In the past few years recombinant DNA technology has enabled scientists to produce a large number of diverse proteins, in microorganisms, that were previously unavailable, relatively expensive, or difficult to obtain in quantity [1]. While the expression of foreign genes has been reported in a variety of microorganisms and cell lines, most of this work utilizes E. coli for the cloning and expression of foreign genes [2]. Production of enzymes involves cloning of the appropriate gene into an expression vector under the control of an inducible promoter [3].

2. Enzyme Production in E. coli

The expression of recombinant proteins in cells in which they do not naturally occur is termed heterologous protein production. Bacterial expression systems are commonly used for production of heterologous gene products of both eukaryotic and prokaryotic origin [4]. The expression of heterologous proteins in E. coli, which is the bacterial system, is most widely and routinely used. A number of therapeutically important proteins are now produced as heterologous in E. coli. The first heterologous protein to be employed clinically was human insulin produced in E. coli, first approved in 1982, in UK, West Germany, The Netherland, and USA [5] (Table 1).

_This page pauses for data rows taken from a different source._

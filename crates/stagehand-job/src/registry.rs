//! Behavior registry: job-type tag to lifecycle implementation.

use std::collections::HashMap;

use stagehand_cluster::ClusterCatalog;
use stagehand_license::LicenseGate;
use stagehand_workflow::{JobDefinition, JobType};

use crate::error::JobError;
use crate::lifecycle::JobBehavior;
use crate::patch::K8sPatchJob;
use crate::task::TaskDescriptor;

/// Maps job-type tags to their lifecycle behaviors.
///
/// The engine holds one registry and dispatches every phase through it, so
/// job-type variants register here instead of being switched over at call
/// sites. Dispatching a tag with no registered behavior is
/// [`JobError::UnknownJobType`].
pub struct JobRegistry {
  behaviors: HashMap<JobType, Box<dyn JobBehavior>>,
}

impl JobRegistry {
  /// An empty registry.
  pub fn new() -> Self {
    Self {
      behaviors: HashMap::new(),
    }
  }

  /// A registry with the built-in job types registered.
  pub fn builtin() -> Self {
    let mut registry = Self::new();
    registry.register(JobType::K8sPatch, Box::new(K8sPatchJob));
    registry
  }

  /// Register (or replace) the behavior for a job type.
  pub fn register(&mut self, job_type: JobType, behavior: Box<dyn JobBehavior>) {
    self.behaviors.insert(job_type, behavior);
  }

  /// Look up the behavior for a job type.
  pub fn get(&self, job_type: JobType) -> Result<&dyn JobBehavior, JobError> {
    self
      .behaviors
      .get(&job_type)
      .map(|behavior| behavior.as_ref())
      .ok_or(JobError::UnknownJobType(job_type))
  }

  /// Dispatch the instantiate phase for a definition.
  pub fn instantiate(&self, job: &mut JobDefinition) -> Result<(), JobError> {
    self.get(job.job_type)?.instantiate(job)
  }

  /// Dispatch the preset phase for a definition.
  pub fn set_preset(
    &self,
    job: &mut JobDefinition,
    catalog: &dyn ClusterCatalog,
  ) -> Result<(), JobError> {
    self.get(job.job_type)?.set_preset(job, catalog)
  }

  /// Dispatch the merge phase for a definition.
  pub fn merge_args(&self, job: &mut JobDefinition, args: &JobDefinition) -> Result<(), JobError> {
    self.get(job.job_type)?.merge_args(job, args)
  }

  /// Dispatch the expansion phase for a definition.
  pub fn to_tasks(
    &self,
    job: &mut JobDefinition,
    run_id: u64,
  ) -> Result<Vec<TaskDescriptor>, JobError> {
    self.get(job.job_type)?.to_tasks(job, run_id)
  }

  /// Dispatch the lint phase for a definition.
  pub fn lint(&self, job: &JobDefinition, license: &dyn LicenseGate) -> Result<(), JobError> {
    self.get(job.job_type)?.lint(job, license)
  }
}

impl Default for JobRegistry {
  fn default() -> Self {
    Self::new()
  }
}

3. General Considerations of Selecting E. coli as Heterogeneous Protein Expression Host

E. coli is widely used as the host for heterogeneous protein expression for the following advantages: (1) ease of growth and manipulation using simple laboratory equipment; (2) availability of dozens of vectors and host strains that have been developed for maximizing expression; (3) a wealth of knowledge about the genetics and physiology of E. coli; (4) expression can often be achieved quite rapidly beginning with an eukaryotic cDNA clone, express the protein in E. coli, and purify in milligram quantities in less than 2 weeks; (5) suitable fermentation technology well established; (6) can generate potentially unlimited supplies of recombinant protein; (7) economically attractive [6].

4. Limitations Using E. coli as Heterogeneous Protein Expression Host

They are (1) inability of E. coli as a prokaryotic to carry out posttranslational modification which is typical for eukaryotic; (2) limited ability to carry out extensive disulfide bond formation; (3) some proteins are made in insoluble form, a consequence of protein misfolding, aggregation, and intracellular accumulation as inclusion bodies; (4) sometimes sufficient expression may not be observed due to protein degradation or insufficient translation (mRNA may remain in secondary structure and translation hampered); (5) codon sequence for a specific amino acid in Eukaryotic is different from Prokaryotic as E. coli. This phenomenon is known as “codon bias” which vastly hampers protein synthesis and gene expression in E. coli [6].

5. Factors Affecting Expression of Enzymes in E. coli

The expression of genes of enzymes in E. coli is influenced by a range of factors. These are discussed below.

5.1. Unique and Subtle Structural Features of the Gene Sequence

Unique DNA sequences are involved in different stages of expression of recombinant enzymes such as transcription and translation.

(a) DNA Sequences Involved in Transcription. Three different DNA sequences and one multicomponent protein are involved in transcription of genes. (1) The promoter: promoters normally consist of three regions called the −35 and the −10 box and the spacer region separating both boxes. Alignment of many promoters allows the deduction of a so-called consensus sequence. This sequence represents the optimal promoter sequence with a spacer region of 17 nucleotides. It should be mentioned that there is not a single promoter present on the E. coli chromosome identical to the consensus sequence. In most cases, there are one or two deviations in both the −35 and the −10 box [4]. (2) The transcriptional terminator: a transcriptional terminator is required to allow termination of transcription. Two classes of terminators have been described, factor-independent and factor-dependent terminators [7]. (3) The regulatory sequence: genes are either expressed constitutively or regulated. Two different classes of regulators have been described, transcriptional repressors and transcriptional activators. Repressors bind to operators located either within the promoter region or immediately downstream from it and, in most cases, prevent RNA polymerase promoter binding or act as a road block. To relieve repression, the repressor has to dissociate from its operator. In some cases, an inducer will be either synthesized by the cell or taken up from the environment which binds to the repressor causing dissociation from its operator [3]. (4) The RNA polymerase: the RNA polymerase consists of five different components termed α, β, β′, ω, and σ. While α2ββω constitute the core enzyme, addition of σ conferring promoter specificity makes up the holoenzyme. The σ factor is responsible for the recognition of the promoter, and it follows that each σ factor recognizes a different promoter [8]. E. coli codes for six alternative factors where σ32 is needed after a sudden temperature upshift and σS replaces the housekeeping σ factor σ70 during the stationary phase. So far, only σ70 is used in the production of recombinant proteins such as enzymes [3].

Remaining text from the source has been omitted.